How great a forest is set ablaze by a small fire!
And the tongue is a fire.
The tongue is placed among our members as a world of iniquity; it stains the whole body, sets on fire the cycle of nature, and is itself set on fire by hell.
For every species of beast and bird, of reptile and sea creature, can be tamed and has been tamed by the human species, but no one can tame the tongue-a restless evil, full of deadly poison.
With it we bless the Lord and Father, and with it we curse those who are made in the likeness of God.

The author of James is not kidding around, after making several metaphors of how the human tongue sets the course and manages our behaviors he compares the tongue in these verses to a fire. And not just a small campfire, no he’s talking about a wild and uncontrollable forest fire, an all consuming hellish fire…

James does a great job living into the negative aspect of this metaphor. As many of us have experienced, whether it has been our own tongue that has gotten us in trouble or another’s that has been used against us, the fallout of such an experience does seem to spread like a wildfire burning out of control doesn’t it?

On the other hand, we know that fire can be the light in the darkness that guides us home. That a well tended fire can sustain and nurture us, it can produce heat for food and warmth on a cold night. A fire burning brightly on the tip of a candle wick can symbolize an attitude of prayer, peacefulness, even celebration.

James is warning his people of the danger of words that are cast about with the intention of hurting another, of putting someone in their place. He warns of the danger of using words to paint an image of ourselves that is unrealistic or deceptive. He warns us to be careful as people of faith not to say words about who we are and about God that we aren’t willing to live into. He speaks not as an outsider but as insider, one who has experienced first hand both the blessing of words spoken in genuine love and the pain brought forth by words used carelessly or destructively.
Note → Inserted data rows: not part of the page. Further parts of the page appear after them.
//! Log subscriber setup.

use tracing_subscriber::EnvFilter;

/// Filter used when `RUST_LOG` is unset.
pub fn default_filter(verbosity: u8) -> &'static str {
    match verbosity {
        0 => "warn",
        1 => "info",
        _ => "debug",
    }
}

/// Install the global subscriber, writing to stderr.
///
/// `RUST_LOG` takes precedence over the verbosity flag. Calling this twice is
/// harmless.
pub fn init(verbosity: u8) {
    let filter = EnvFilter::try_from_default_env()
        .unwrap_or_else(|_| EnvFilter::new(default_filter(verbosity)));

    let _ = tracing_subscriber::fmt()
        .with_writer(std::io::stderr)
        .with_env_filter(filter)
        .try_init();
}
//! Literature evidence records

/// Placeholder title when the upstream record has none
pub const NO_TITLE: &str = "No title found.";

/// Placeholder snippet when the upstream record has no abstract
pub const NO_ABSTRACT: &str = "No abstract available.";

/// Maximum snippet length in characters before the ellipsis marker
pub const SNIPPET_LIMIT: usize = 300;

/// Marker appended to truncated snippets
pub const ELLIPSIS: &str = "...";

/// Public article page for a literature identifier
pub const DEFAULT_ARTICLE_BASE_URL: &str = "https://pubmed.ncbi.nlm.nih.gov";

/// Title and abstract as extracted from an upstream record
///
/// Either field may be missing; placeholders are applied when the record
/// is turned into an [`EvidenceRecord`].
#[derive(Debug, Clone, PartialEq, Eq, Default)]
pub struct ArticleSummary {
    /// Article title, if present
    pub title: Option<String>,
    /// First abstract section, if present
    pub abstract_text: Option<String>,
}

impl ArticleSummary {
    /// Create a summary from optional parts
    pub fn new(title: Option<String>, abstract_text: Option<String>) -> Self {
        Self {
            title,
            abstract_text,
        }
    }
}

/// A citation supporting a hepatotoxicity concern
#[derive(Debug, Clone, PartialEq, Eq)]
pub struct EvidenceRecord {
    /// Article title (or [`NO_TITLE`])
    pub title: String,
    /// Truncated abstract (or [`NO_ABSTRACT`])
    pub snippet: String,
    /// Canonical article URL
    pub url: String,
}

impl EvidenceRecord {
    /// Build a record from an article summary and its identifier
    pub fn from_article(id: &str, article: ArticleSummary, article_base_url: &str) -> Self {
        let title = article
            .title
            .map(|t| t.trim().to_string())
            .filter(|t| !t.is_empty())
            .unwrap_or_else(|| NO_TITLE.to_string());

        let snippet = article
            .abstract_text
            .filter(|a| !a.is_empty())
            .map(|a| truncate_snippet(&a, SNIPPET_LIMIT))
            .unwrap_or_else(|| NO_ABSTRACT.to_string());

        Self {
            title,
            snippet,
            url: article_url(article_base_url, id),
        }
    }
}

/// Canonical article URL: `<base>/<id>/`
pub fn article_url(base_url: &str, id: &str) -> String {
    format!("{}/{}/", base_url.trim_end_matches('/'), id)
}

/// Cut `text` to `limit` characters, appending [`ELLIPSIS`] if anything was cut
pub fn truncate_snippet(text: &str, limit: usize) -> String {
    match text.char_indices().nth(limit) {
        Some((byte_idx, _)) => format!("{}{}", &text[..byte_idx], ELLIPSIS),
        None => text.to_string(),
    }
}

/// Outcome of one evidence lookup
///
/// `Errored` keeps the failure cause observable for tests and logs; callers
/// that only care about presence use [`EvidenceOutcome::into_record`].
#[derive(Debug, Clone, PartialEq, Eq)]
pub enum EvidenceOutcome {
    /// A record was found
    Found(EvidenceRecord),

    /// The index has nothing relevant
    NotFound,

    /// A transport or parsing failure occurred
    Errored(String),
}

impl EvidenceOutcome {
    /// Collapse to the outward-facing shape: errors become absence
    pub fn into_record(self) -> Option<EvidenceRecord> {
        match self {
            EvidenceOutcome::Found(record) => Some(record),
            EvidenceOutcome::NotFound | EvidenceOutcome::Errored(_) => None,
        }
    }
}
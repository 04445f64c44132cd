//! DHCP packet parser implementation.
//!
//! Decodes the fixed RFC 2131 header and walks the option TLVs that follow
//! the magic cookie.

use tracing::{debug, trace};

use crate::domain::{DhcpMessage, DhcpOptions, OptionCode, OverloadFlag};
use crate::error::ParseError;

/// DHCP magic cookie: 0x63825363
pub const DHCP_MAGIC_COOKIE: [u8; 4] = [0x63, 0x82, 0x53, 0x63];

/// Length of the fixed fields before the cookie.
pub const FIXED_FIELDS_LEN: usize = 236;

/// Fixed fields plus magic cookie; options start here.
pub const OPTIONS_OFFSET: usize = FIXED_FIELDS_LEN + DHCP_MAGIC_COOKIE.len();

const SNAME_OFFSET: usize = 44;
const FILE_OFFSET: usize = 108;

const PAD: u8 = OptionCode::Pad.code();
const END: u8 = OptionCode::End.code();

/// Parser for DHCP packets.
///
/// Holds only settings, so one instance can be shared freely between
/// threads.
#[derive(Debug, Clone, Copy, Default, PartialEq, Eq)]
pub struct DhcpParser {
    option_overload: bool,
}

impl DhcpParser {
    /// Create a parser that walks only the main options block.
    pub fn new() -> Self {
        Self::default()
    }

    /// Also walk `file` and `sname` when option 52 asks for it.
    pub fn with_option_overload(mut self, enabled: bool) -> Self {
        self.option_overload = enabled;
        self
    }

    pub fn option_overload(&self) -> bool {
        self.option_overload
    }

    /// Parse a DHCP packet from raw bytes.
    ///
    /// The input should be the UDP payload (not including IP/UDP headers).
    pub fn parse(&self, data: &[u8]) -> Result<DhcpMessage, ParseError> {
        let Some((header, rest)) = data.split_first_chunk::<OPTIONS_OFFSET>() else {
            return Err(ParseError::HeaderTooShort {
                expected: OPTIONS_OFFSET,
                actual: data.len(),
            });
        };

        let cookie: [u8; 4] = field(header, FIXED_FIELDS_LEN);
        if cookie != DHCP_MAGIC_COOKIE {
            return Err(ParseError::BadMagicCookie { found: cookie });
        }

        let mut options = DhcpOptions::default();
        walk_options(rest, OPTIONS_OFFSET, &mut options)?;

        let sname: [u8; 64] = field(header, SNAME_OFFSET);
        let file: [u8; 128] = field(header, FILE_OFFSET);

        if self.option_overload {
            Self::merge_overloaded(&sname, &file, &mut options)?;
        }

        let message = DhcpMessage {
            op: header[0],
            htype: header[1],
            hlen: header[2],
            hops: header[3],
            xid: u32::from_be_bytes(field(header, 4)),
            secs: u16::from_be_bytes(field(header, 8)),
            flags: u16::from_be_bytes(field(header, 10)),
            ciaddr: field(header, 12),
            yiaddr: field(header, 16),
            siaddr: field(header, 20),
            giaddr: field(header, 24),
            chaddr: field(header, 28),
            sname,
            file,
            options,
        };

        debug!(
            xid = message.xid,
            op = message.op,
            options = message.options.len(),
            "decoded DHCP message"
        );

        Ok(message)
    }

    /// Walk a bare options block (the bytes after the magic cookie).
    pub fn parse_options(&self, data: &[u8]) -> Result<DhcpOptions, ParseError> {
        let mut options = DhcpOptions::default();
        walk_options(data, 0, &mut options)?;
        Ok(options)
    }

    /// Option overload (RFC 2131 4.1): `file` is read before `sname`, and
    /// both after the main block. Option 52 keeps its main-block value.
    fn merge_overloaded(
        sname: &[u8; 64],
        file: &[u8; 128],
        options: &mut DhcpOptions,
    ) -> Result<(), ParseError> {
        let Some(value) = options.get_code(OptionCode::OptionOverload) else {
            return Ok(());
        };
        let value = value.to_vec();
        let flag = match value.as_slice() {
            [raw] => OverloadFlag::try_from(*raw).ok(),
            _ => None,
        }
        .ok_or_else(|| ParseError::OverloadInvalid {
            value: value.clone(),
        })?;

        if flag.uses_file() {
            trace!("walking options overloaded into file");
            walk_options(file, FILE_OFFSET, options)?;
        }
        if flag.uses_sname() {
            trace!("walking options overloaded into sname");
            walk_options(sname, SNAME_OFFSET, options)?;
        }

        options.insert(OptionCode::OptionOverload.code(), value);
        Ok(())
    }
}

/// Decode a packet with the default parser settings.
pub fn parse(data: &[u8]) -> Result<DhcpMessage, ParseError> {
    DhcpParser::new().parse(data)
}

/// Walk a bare options block with the default parser settings.
pub fn parse_options(data: &[u8]) -> Result<DhcpOptions, ParseError> {
    DhcpParser::new().parse_options(data)
}
//! Loading packet bytes from files.
//!
//! Captures are accepted either as raw binary (a UDP payload dumped to disk)
//! or as hex text copied out of a packet analyser.

use std::fmt;
use std::path::Path;
use std::str::FromStr;

use tracing::debug;

use crate::error::{Error, Result};
use crate::utils::{decode_hex, looks_like_hex};

/// How a packet file is encoded.
#[derive(Debug, Clone, Copy, Default, PartialEq, Eq, clap::ValueEnum)]
pub enum InputFormat {
    /// Hex text if the file only holds hex digits and separators, else binary.
    #[default]
    Auto,
    /// Raw bytes.
    Binary,
    /// Hex text.
    Hex,
}

impl FromStr for InputFormat {
    type Err = Error;

    fn from_str(s: &str) -> Result<Self> {
        match s.trim().to_ascii_lowercase().as_str() {
            "auto" => Ok(Self::Auto),
            "binary" | "bin" | "raw" => Ok(Self::Binary),
            "hex" => Ok(Self::Hex),
            other => Err(Error::Config(format!("Invalid input format: {other}"))),
        }
    }
}

impl fmt::Display for InputFormat {
    fn fmt(&self, f: &mut fmt::Formatter<'_>) -> fmt::Result {
        match self {
            Self::Auto => write!(f, "auto"),
            Self::Binary => write!(f, "binary"),
            Self::Hex => write!(f, "hex"),
        }
    }
}

/// Turn file contents into packet bytes.
pub fn decode_input(data: Vec<u8>, format: InputFormat) -> Result<Vec<u8>> {
    let as_hex = match format {
        InputFormat::Binary => false,
        InputFormat::Hex => true,
        InputFormat::Auto => looks_like_hex(&data),
    };

    if !as_hex {
        return Ok(data);
    }

    let text = String::from_utf8(data).map_err(|e| Error::InvalidHex {
        position: e.utf8_error().valid_up_to(),
        message: "input is not valid UTF-8".to_string(),
    })?;
    decode_hex(&text)
}

/// Read a packet from `path`.
pub fn read_packet(path: &Path, format: InputFormat) -> Result<Vec<u8>> {
    let data = std::fs::read(path)?;
    debug!(path = %path.display(), bytes = data.len(), %format, "read packet file");
    decode_input(data, format)
}
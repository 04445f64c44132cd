//! Domain models for decoded DHCP messages.
//!
//! These types describe what a packet contains, independent of how the
//! bytes are walked.

mod dhcp;
mod options;

pub use dhcp::{DhcpMessage, BOOTREPLY, BOOTREQUEST, HTYPE_ETHERNET};
pub use options::{AutoConfigure, DhcpOptions, Iter, MessageType, OptionCode, OverloadFlag};
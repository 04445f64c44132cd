//! DHCP packet parsing module.
//!
//! Turns raw bytes into domain DHCP types. Nothing here performs I/O.

mod dhcp_parser;

pub use dhcp_parser::{
    parse, parse_options, DhcpParser, DHCP_MAGIC_COOKIE, FIXED_FIELDS_LEN, OPTIONS_OFFSET,
};
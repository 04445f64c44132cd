//! # lantern
//!
//! Decoder for DHCP messages (RFC 2131) received as raw UDP payloads.
//!
//! A packet is a fixed 236-byte header, the magic cookie `63 82 53 63`, and a
//! tag-length-value options block. [`parse`] checks the structure, copies the
//! header fields verbatim and returns the options as a tag to raw bytes table.
//! Interpreting individual option payloads is left to the caller.
//!
//! ```
//! use lantern::{parse, MessageType, OptionCode};
//!
//! let mut packet = vec![0u8; 240];
//! packet[0] = 1; // BOOTREQUEST
//! packet[236..240].copy_from_slice(&[0x63, 0x82, 0x53, 0x63]);
//! packet.extend_from_slice(&[53, 1, 1, 255]);
//!
//! let message = parse(&packet)?;
//! assert!(message.is_request());
//! assert_eq!(message.options().get_code(OptionCode::MessageType), Some(&[1][..]));
//! assert_eq!(message.message_type(), Some(MessageType::Discover));
//! # Ok::<(), lantern::ParseError>(())
//! ```
//!
//! Every structural problem (short header, wrong cookie, an option running
//! past the buffer) is reported as a [`ParseError`]; there is no partial
//! result.

pub mod config;
pub mod domain;
pub mod error;
pub mod input;
pub mod parser;
pub mod reporter;
pub mod utils;

pub use config::Config;
pub use domain::{
    AutoConfigure, DhcpMessage, DhcpOptions, MessageType, OptionCode, OverloadFlag,
};
pub use error::{Error, ErrorKind, ParseError, Result};
pub use input::{read_packet, InputFormat};
pub use parser::{parse, parse_options, DhcpParser, DHCP_MAGIC_COOKIE};
pub use reporter::{ConsoleReporter, MessageReporter};
use crate::error::{Error, Result};

/// Decode hex text into bytes.
///
/// Tokens are separated by whitespace and may carry a `0x` prefix. Inside a
/// token, `:` and `-` split byte groups; every group must hold whole bytes.
pub fn decode_hex(text: &str) -> Result<Vec<u8>> {
    let mut bytes = Vec::with_capacity(text.len() / 2);

    for token in text.split_ascii_whitespace() {
        let digits = token
            .strip_prefix("0x")
            .or_else(|| token.strip_prefix("0X"))
            .unwrap_or(token);

        for group in digits.split([':', '-']).filter(|g| !g.is_empty()) {
            let group_start = offset_in(text, group);
            let decoded = hex::decode(group).map_err(|e| hex_error(e, group_start, group))?;
            bytes.extend_from_slice(&decoded);
        }
    }

    Ok(bytes)
}

/// Byte offset of `part` inside `text`; `part` must be a subslice of it.
fn offset_in(text: &str, part: &str) -> usize {
    part.as_ptr() as usize - text.as_ptr() as usize
}

fn hex_error(err: hex::FromHexError, group_start: usize, group: &str) -> Error {
    match err {
        hex::FromHexError::InvalidHexCharacter { c, index } => Error::InvalidHex {
            position: group_start + index,
            message: format!("unexpected character {c:?}"),
        },
        hex::FromHexError::OddLength => Error::InvalidHex {
            position: group_start + group.len() - 1,
            message: format!("odd number of hex digits in {group:?}"),
        },
        other => Error::InvalidHex {
            position: group_start,
            message: other.to_string(),
        },
    }
}

/// True when `data` looks like hex text rather than a binary capture.
pub fn looks_like_hex(data: &[u8]) -> bool {
    data.iter().any(u8::is_ascii_hexdigit)
        && data.iter().all(|b| {
            b.is_ascii_hexdigit()
                || b.is_ascii_whitespace()
                || matches!(b, b':' | b'-' | b'x' | b'X')
        })
}

/// Lowercase hex with a space between bytes.
pub fn hex_string(data: &[u8]) -> String {
    data.iter()
        .map(|b| hex::encode([*b]))
        .collect::<Vec<_>>()
        .join(" ")
}
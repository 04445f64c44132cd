//! The decoded DHCP message.
//!
//! Fields are kept exactly as they appeared on the wire. Convenience views
//! (addresses, MAC, NUL-terminated strings) are computed on demand and never
//! change what was stored.

use std::net::Ipv4Addr;

use macaddr::MacAddr6;

use super::options::{DhcpOptions, MessageType};

/// BOOTP operation code for client requests.
pub const BOOTREQUEST: u8 = 1;

/// BOOTP operation code for server replies.
pub const BOOTREPLY: u8 = 2;

/// Hardware type for Ethernet.
pub const HTYPE_ETHERNET: u8 = 1;

const BROADCAST_FLAG: u16 = 0x8000;

/// A fully decoded DHCP message.
///
/// Only the parser constructs one; there is no way to modify it afterwards.
#[derive(Debug, Clone, PartialEq, Eq)]
pub struct DhcpMessage {
    pub(crate) op: u8,
    pub(crate) htype: u8,
    pub(crate) hlen: u8,
    pub(crate) hops: u8,
    pub(crate) xid: u32,
    pub(crate) secs: u16,
    pub(crate) flags: u16,
    pub(crate) ciaddr: [u8; 4],
    pub(crate) yiaddr: [u8; 4],
    pub(crate) siaddr: [u8; 4],
    pub(crate) giaddr: [u8; 4],
    pub(crate) chaddr: [u8; 16],
    pub(crate) sname: [u8; 64],
    pub(crate) file: [u8; 128],
    pub(crate) options: DhcpOptions,
}

impl DhcpMessage {
    /// Operation code: [`BOOTREQUEST`] or [`BOOTREPLY`], uninterpreted.
    pub fn operation_code(&self) -> u8 {
        self.op
    }

    pub fn hardware_address_type(&self) -> u8 {
        self.htype
    }

    pub fn hardware_address_length(&self) -> u8 {
        self.hlen
    }

    pub fn hops(&self) -> u8 {
        self.hops
    }

    pub fn transaction_id(&self) -> u32 {
        self.xid
    }

    pub fn seconds_elapsed(&self) -> u16 {
        self.secs
    }

    pub fn flags(&self) -> u16 {
        self.flags
    }

    pub fn client_ip_address(&self) -> [u8; 4] {
        self.ciaddr
    }

    pub fn your_ip_address(&self) -> [u8; 4] {
        self.yiaddr
    }

    pub fn server_ip_address(&self) -> [u8; 4] {
        self.siaddr
    }

    pub fn gateway_ip_address(&self) -> [u8; 4] {
        self.giaddr
    }

    /// The full 16-byte chaddr field, padding included.
    pub fn client_hardware_address(&self) -> &[u8; 16] {
        &self.chaddr
    }

    /// The full 64-byte sname field, padding included.
    pub fn server_name(&self) -> &[u8; 64] {
        &self.sname
    }

    /// The full 128-byte file field, padding included.
    pub fn boot_file_name(&self) -> &[u8; 128] {
        &self.file
    }

    pub fn options(&self) -> &DhcpOptions {
        &self.options
    }

    pub fn is_request(&self) -> bool {
        self.op == BOOTREQUEST
    }

    pub fn is_reply(&self) -> bool {
        self.op == BOOTREPLY
    }

    /// Broadcast bit (the most significant bit of flags).
    pub fn is_broadcast(&self) -> bool {
        self.flags & BROADCAST_FLAG != 0
    }

    /// The meaningful prefix of chaddr, as declared by hlen (capped at 16).
    pub fn client_hardware_address_bytes(&self) -> &[u8] {
        let len = usize::from(self.hlen).min(self.chaddr.len());
        &self.chaddr[..len]
    }

    /// Client MAC, for Ethernet messages with a 6-byte hardware address.
    pub fn client_mac(&self) -> Option<MacAddr6> {
        if self.htype != HTYPE_ETHERNET || self.hlen != 6 {
            return None;
        }
        let c = &self.chaddr;
        Some(MacAddr6::new(c[0], c[1], c[2], c[3], c[4], c[5]))
    }

    pub fn ciaddr(&self) -> Ipv4Addr {
        Ipv4Addr::from(self.ciaddr)
    }

    pub fn yiaddr(&self) -> Ipv4Addr {
        Ipv4Addr::from(self.yiaddr)
    }

    pub fn siaddr(&self) -> Ipv4Addr {
        Ipv4Addr::from(self.siaddr)
    }

    pub fn giaddr(&self) -> Ipv4Addr {
        Ipv4Addr::from(self.giaddr)
    }

    /// Server host name up to the first NUL, or None if empty.
    pub fn server_name_str(&self) -> Option<String> {
        nul_terminated_string(&self.sname)
    }

    /// Boot file name up to the first NUL, or None if empty.
    pub fn boot_file_name_str(&self) -> Option<String> {
        nul_terminated_string(&self.file)
    }

    /// Message type from option 53.
    pub fn message_type(&self) -> Option<MessageType> {
        self.options.message_type()
    }
}

fn nul_terminated_string(data: &[u8]) -> Option<String> {
    let end = data.iter().position(|&b| b == 0).unwrap_or(data.len());
    if end == 0 {
        return None;
    }

    Some(String::from_utf8_lossy(&data[..end]).into_owned())
}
I remember when my children were small and first learning to speak. Speaking words was an effort, it took time, thoughtfulness and intention. When they would get frustrated they would resort instead to crying or yelling and we would say to them, “use your words.” We wanted them to use their words to describe what they needed, what they were thinking and how they were feeling.

We learn at a very young age that words are the secret to communication, words give us a way to express ourselves, to tell our stories and to speak up for ourselves. We live in a world of almost constant communication, words are being emailed, posted, blogged, texted, spoken, sung, written, yelled, whispered and spelled out, back and forth between us, constantly filling up all the spaces between us.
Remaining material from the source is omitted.